With the preemptive ending of the series at #10, so much of the story feels rushed and reduced to a barebones finish, with several lingering questions that are ultimately unanswered by limitations of space and time. The series concludes with Avenger Ultron doing the big heroic sacrifice in trapping himself and the other two versions of Ultron together in a massive, metal slab.

Marvel
It’s clear certain aspects of the series were given more time to conclude than others. Likely, those were story threads that were meant to end in the second arc and others that felt more unpolished were meant to have a longer development period. One particular plot point I wished had had more room for exploration was the dynamic between Blue Bolt and Wonder Man, especially with the reveal that Blue Bolt’s abusive father is a longtime Simon Williams fan.
It’s no secret, and even joked about in universe about the tenuous relationship most Avengers have and/or had with their own fathers. Whether intentionally or not, with Vision and the Avengers arriving to demand Tony answer for Ultron’s inclusion in the West Coast Avengers, Blue Bolt’s reveal on why he chose the new name ‘Wonder Man’ and Avengers Ultron’s attempts to separate himself from Hank Pym, fathers and sons and the question of: can someone truly change?
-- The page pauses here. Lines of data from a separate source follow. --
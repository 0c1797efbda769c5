//! Topic-classification collaborator seam.
//!
//! A sibling pruning stage classifies candidates by topic with a generative
//! model. The reranker does not depend on the judgment, but shares the
//! candidate record shape, so the contract lives here.

pub mod error;

#[cfg(any(test, feature = "mock"))]
pub mod mock;

pub use error::ClassifyError;
#[cfg(any(test, feature = "mock"))]
pub use mock::MockTopicClassifier;

use async_trait::async_trait;
use serde::{Deserialize, Serialize};

use crate::record::SearchCandidate;

/// Structured judgment for one candidate.
#[derive(Debug, Clone, PartialEq, Eq, Serialize, Deserialize)]
pub struct Judgment {
    pub classification: String,
    pub rationale: String,
}

impl Judgment {
    /// Fallback judgment when a backend returns nothing usable.
    pub fn unclassified(rationale: impl Into<String>) -> Self {
        Self {
            classification: "Unclassified".to_string(),
            rationale: rationale.into(),
        }
    }
}

/// Classifies a candidate into a topic.
#[async_trait]
pub trait TopicClassifier: Send + Sync {
    async fn classify(&self, candidate: &SearchCandidate) -> Result<Judgment, ClassifyError>;
}
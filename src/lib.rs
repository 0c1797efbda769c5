//! Docrank library crate (used by the binary and integration tests).
//!
//! A reranking engine for document-search results: candidates fetched for a
//! free-text query are re-ordered by how well their metadata aligns with
//! structured components extracted from the query.
//!
//! # Public API Surface
//!
//! ## Core Types (Stable)
//! - [`Config`], [`ConfigError`] - Run configuration
//! - [`SearchCandidate`], [`ScoredRecord`] - JSONL record shapes
//! - [`QueryDecomposer`], [`QueryComponents`] - Query decomposition
//! - [`Reranker`], [`RankAggregator`] - The rerank pipeline
//!
//! ## Scoring
//! - [`AlignmentScorer`], [`PenaltyScorer`] - The two deterministic passes
//! - [`CandidateScorer`], [`StringMatchScorer`] - Pluggable scoring contract
//!
//! ## Collaborators
//! External I/O (search fetch, topic classification) stays behind async
//! traits; the engine itself is synchronous and pure.
//!
//! ## Test/Mock Support
//! Mock implementations are available behind `#[cfg(any(test, feature = "mock"))]`.

pub mod classify;
pub mod config;
pub mod constants;
pub mod fetch;
pub mod normalize;
pub mod query;
pub mod record;
pub mod rerank;
pub mod scoring;

pub use classify::{ClassifyError, Judgment, TopicClassifier};
#[cfg(any(test, feature = "mock"))]
pub use classify::MockTopicClassifier;

pub use config::{Config, ConfigError};
pub use constants::{DEFAULT_CUTOFF_K, DEFAULT_QUERY_CACHE_CAPACITY};

pub use fetch::{FetchError, SearchFetch};
#[cfg(any(test, feature = "mock"))]
pub use fetch::MockSearchFetch;

pub use normalize::{normalize, normalize_opt};
pub use query::{Component, DecomposeError, QueryComponents, QueryDecomposer};
pub use record::{RecordError, ScoredRecord, SearchCandidate, read_candidates, write_records};
pub use rerank::{RankAggregator, RankedGroup, RerankError, RerankSummary, Reranker, ScoredCandidate};

#[cfg(any(test, feature = "mock"))]
pub use scoring::MockScorer;
pub use scoring::{
    AlignmentScorer, CandidateScorer, MATCH_MULTIPLIER, MatchOutcome, PenaltyOutcome,
    PenaltyScorer, ScoringError, StringMatchScorer, component_weight, weight_sum,
};
//! Text normalization applied before any component/metadata comparison.
//!
//! Both query component values and candidate metadata fields pass through the
//! same normalization so substring checks are punctuation- and
//! case-insensitive.

/// Strips ASCII punctuation and lowercases the input.
#[inline]
pub fn normalize(value: &str) -> String {
    value
        .chars()
        .filter(|c| !c.is_ascii_punctuation())
        .collect::<String>()
        .to_lowercase()
}

/// Normalizes an optional value; absent maps to the empty string.
#[inline]
pub fn normalize_opt(value: Option<&str>) -> String {
    value.map(normalize).unwrap_or_default()
}
//! The rerank pipeline: decompose, score, aggregate, emit.

use std::collections::HashSet;
use std::fs::File;
use std::io::{BufRead, BufReader, BufWriter, Write};
use std::path::Path;

use tracing::{debug, info, warn};

use crate::query::QueryDecomposer;
use crate::record::{SearchCandidate, read_candidates, write_records};
use crate::scoring::{CandidateScorer, StringMatchScorer};

use super::aggregator::RankAggregator;
use super::error::RerankError;
use super::types::{RankedGroup, RerankSummary, ScoredCandidate};

/// Drives one reranking pass over a candidate stream.
///
/// Candidates whose original rank exceeds the cutoff `k` are excluded from
/// scoring entirely. A query that fails decomposition has its whole group
/// skipped (logged once per query, reported in the summary); the run is
/// never aborted for a bad query.
pub struct Reranker<S = StringMatchScorer> {
    decomposer: QueryDecomposer,
    scorer: S,
}

impl Reranker<StringMatchScorer> {
    /// Reranker with the deterministic string-matching scorer.
    pub fn new() -> Self {
        Self::with_scorer(QueryDecomposer::new(), StringMatchScorer::new())
    }
}

impl Default for Reranker<StringMatchScorer> {
    fn default() -> Self {
        Self::new()
    }
}

impl<S: CandidateScorer> Reranker<S> {
    /// Reranker with a custom scoring backend.
    pub fn with_scorer(decomposer: QueryDecomposer, scorer: S) -> Self {
        Self { decomposer, scorer }
    }

    /// Returns the query decomposer (exposes cache introspection).
    pub fn decomposer(&self) -> &QueryDecomposer {
        &self.decomposer
    }

    /// Scores and reorders `candidates`, grouped by originating query.
    ///
    /// Groups come out in query-encounter order, each ordered by ascending
    /// `new_rank`.
    pub fn rerank_candidates(
        &self,
        candidates: Vec<SearchCandidate>,
        k: u32,
    ) -> Result<(Vec<RankedGroup>, RerankSummary), RerankError> {
        let mut aggregator = RankAggregator::new();
        let mut summary = RerankSummary::default();
        let mut skipped: HashSet<String> = HashSet::new();

        for candidate in candidates {
            summary.candidates_seen += 1;

            if candidate.rank > k {
                summary.beyond_cutoff += 1;
                continue;
            }

            if skipped.contains(&candidate.query) {
                continue;
            }

            let components = match self.decomposer.decompose(&candidate.query) {
                Ok(components) => components,
                Err(err) => {
                    warn!(
                        query = %candidate.query,
                        kind = err.kind(),
                        "Skipping query group: decomposition failed"
                    );
                    skipped.insert(candidate.query.clone());
                    summary.skipped_queries.push(err);
                    continue;
                }
            };

            let match_outcome = self.scorer.score_match(&components, &candidate)?;
            let penalty_outcome = self.scorer.score_penalty(&components, &candidate)?;

            debug!(
                query = %candidate.query,
                rank = candidate.rank,
                match_score = match_outcome.score,
                penalty_score = penalty_outcome.score,
                "Scored candidate"
            );

            summary.candidates_scored += 1;
            aggregator.push(ScoredCandidate {
                candidate,
                match_outcome,
                penalty_outcome,
            });
        }

        let groups = aggregator.finish();
        summary.groups_emitted = groups.len();

        Ok((groups, summary))
    }

    /// Reads JSONL candidates from `reader`, reranks those with
    /// `rank <= k`, and writes JSONL scored records to `writer`.
    pub fn rerank<R: BufRead, W: Write>(
        &self,
        reader: R,
        writer: &mut W,
        k: u32,
    ) -> Result<RerankSummary, RerankError> {
        let candidates = read_candidates(reader)?;
        let (groups, summary) = self.rerank_candidates(candidates, k)?;

        for group in &groups {
            write_records(writer, &group.records)?;
        }

        info!(
            candidates_seen = summary.candidates_seen,
            candidates_scored = summary.candidates_scored,
            beyond_cutoff = summary.beyond_cutoff,
            groups_emitted = summary.groups_emitted,
            queries_skipped = summary.skipped_queries.len(),
            "Rerank pass complete"
        );

        Ok(summary)
    }

    /// Convenience wrapper over [`rerank`](Self::rerank) for file paths.
    pub fn rerank_file(
        &self,
        input_path: &Path,
        output_path: &Path,
        k: u32,
    ) -> Result<RerankSummary, RerankError> {
        let reader = BufReader::new(File::open(input_path)?);
        let mut writer = BufWriter::new(File::create(output_path)?);
        self.rerank(reader, &mut writer, k)
    }
}

impl<S> std::fmt::Debug for Reranker<S> {
    fn fmt(&self, f: &mut std::fmt::Formatter<'_>) -> std::fmt::Result {
        f.debug_struct("Reranker")
            .field("decomposer", &self.decomposer)
            .finish()
    }
}
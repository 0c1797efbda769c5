use thiserror::Error;

/// Errors surfaced by pluggable [`CandidateScorer`](super::CandidateScorer)
/// implementations. The built-in string-matching scorer never fails; this
/// exists for backends that delegate judgment to an external model.
#[derive(Debug, Error)]
pub enum ScoringError {
    #[error("invalid input: {reason}")]
    InvalidInput { reason: String },

    #[error("scoring backend failed: {reason}")]
    Backend { reason: String },
}
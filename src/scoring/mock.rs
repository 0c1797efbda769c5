//! Fixed-score scorer for pipeline tests.

use crate::query::QueryComponents;
use crate::record::SearchCandidate;

use super::error::ScoringError;
use super::scorer::CandidateScorer;
use super::types::{MatchOutcome, PenaltyOutcome};

/// Returns the same match/penalty scores for every candidate.
#[derive(Debug, Clone, Copy)]
pub struct MockScorer {
    pub match_score: f64,
    pub penalty_score: f64,
}

impl MockScorer {
    pub fn new(match_score: f64, penalty_score: f64) -> Self {
        Self {
            match_score,
            penalty_score,
        }
    }
}

impl CandidateScorer for MockScorer {
    fn score_match(
        &self,
        _components: &QueryComponents,
        _candidate: &SearchCandidate,
    ) -> Result<MatchOutcome, ScoringError> {
        Ok(MatchOutcome {
            score: self.match_score,
            rationale: "mock match".to_string(),
        })
    }

    fn score_penalty(
        &self,
        _components: &QueryComponents,
        _candidate: &SearchCandidate,
    ) -> Result<PenaltyOutcome, ScoringError> {
        Ok(PenaltyOutcome {
            score: self.penalty_score,
            rationale: "mock penalty".to_string(),
        })
    }
}
//! Docrank CLI entrypoint: rerank a JSONL candidate file.

use std::path::PathBuf;

use docrank::config::Config;
use docrank::query::QueryDecomposer;
use docrank::rerank::Reranker;
use docrank::scoring::StringMatchScorer;

fn main() -> anyhow::Result<()> {
    tracing_subscriber::fmt()
        .with_env_filter(tracing_subscriber::EnvFilter::from_default_env())
        .init();

    let config = Config::from_env()?;
    config.validate()?;

    let mut args = std::env::args().skip(1);
    let input_path: PathBuf = match args.next().map(PathBuf::from).or(config.input_path.clone()) {
        Some(path) => path,
        None => anyhow::bail!("no input file: pass a path or set DOCRANK_INPUT_PATH"),
    };
    let output_path: PathBuf = match args.next().map(PathBuf::from).or(config.output_path.clone())
    {
        Some(path) => path,
        None => anyhow::bail!("no output file: pass a path or set DOCRANK_OUTPUT_PATH"),
    };

    tracing::info!(
        input = %input_path.display(),
        output = %output_path.display(),
        cutoff_k = config.cutoff_k,
        "Docrank starting"
    );

    let decomposer = QueryDecomposer::with_capacity(config.query_cache_capacity);
    let reranker = Reranker::with_scorer(decomposer, StringMatchScorer::new());

    let summary = reranker.rerank_file(&input_path, &output_path, config.cutoff_k)?;

    for skipped in &summary.skipped_queries {
        tracing::warn!(
            query = skipped.query(),
            kind = skipped.kind(),
            "Query group skipped"
        );
    }

    tracing::info!(
        candidates_seen = summary.candidates_seen,
        candidates_scored = summary.candidates_scored,
        beyond_cutoff = summary.beyond_cutoff,
        groups_emitted = summary.groups_emitted,
        "Done"
    );

    Ok(())
}
//! Negative (absence) scoring pass.

use crate::normalize::normalize;
use crate::query::QueryComponents;
use crate::record::SearchCandidate;

use super::types::{PenaltyOutcome, component_weight};

/// Penalizes query components absent from all candidate metadata.
///
/// Every non-empty component whose normalized value is not a substring of
/// any normalized metadata field subtracts its weight once. Components
/// absent from the query are skipped — they are never penalized.
#[derive(Debug, Default, Clone, Copy)]
pub struct PenaltyScorer;

impl PenaltyScorer {
    pub fn new() -> Self {
        Self
    }

    pub fn score(
        &self,
        components: &QueryComponents,
        candidate: &SearchCandidate,
    ) -> PenaltyOutcome {
        let cleaned_fields: Vec<String> = candidate
            .metadata_fields()
            .iter()
            .map(|(_, raw)| normalize(raw))
            .collect();

        let mut score = 0.0;
        let mut rationale = Vec::new();

        for (component, value) in components.fields() {
            let Some(value) = value else {
                continue;
            };
            let cleaned = normalize(value);
            if cleaned.is_empty() {
                continue;
            }

            if !cleaned_fields.iter().any(|field| field.contains(&cleaned)) {
                let weight = component_weight(component);
                score -= weight;
                rationale.push(format!("penalty for missing {component} (weight {weight})"));
            }
        }

        PenaltyOutcome {
            score,
            rationale: rationale.join(" | "),
        }
    }
}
Even with the sandbox nature of comics, it still seemed odd with the continued rehabilitation of Ultron without a conversation between Tony and Janet about the parallels between Ultron’s struggle for an identity paralleling a certain creator of Ultron and founding Avenger. It felt as if some characters were under-utilized for deus ex machina moments that had no true pay-off, while other characters than the average comic reader wouldn’t know received far more page-time.

Marvel
In that same vein, the tone of War of Ultron changes from page to page, if not somewhat meandering in tone and pace to final page reveals. The book was strongest when it focused on the horrors of the different Ultrons and what each version mention for Ultron as a complete figure. The knowledge that ‘Avenger’ Ultron keeps every memory of his past as a reminder, combined with the other two versions that were, up until the end, running around professing their own version of what it meant to be Ultron could have worked in a story that knew was it was.
For every darker page, there were an equal number of jokes filling the page, and while it’s never easy to find a balance between humor and horror, War of Ultron severely missed the mark.
War of Ultron, while in some ways a misfire, still had incredible page spreads by both Ton Lima and Danny Kim, who shines in action-driven work. The series ending on #10 isn’t too shocking, but more a frustrating side-effect of the state of the industry. West Coast Avengers sadly never quite seemed to find its narrative legs.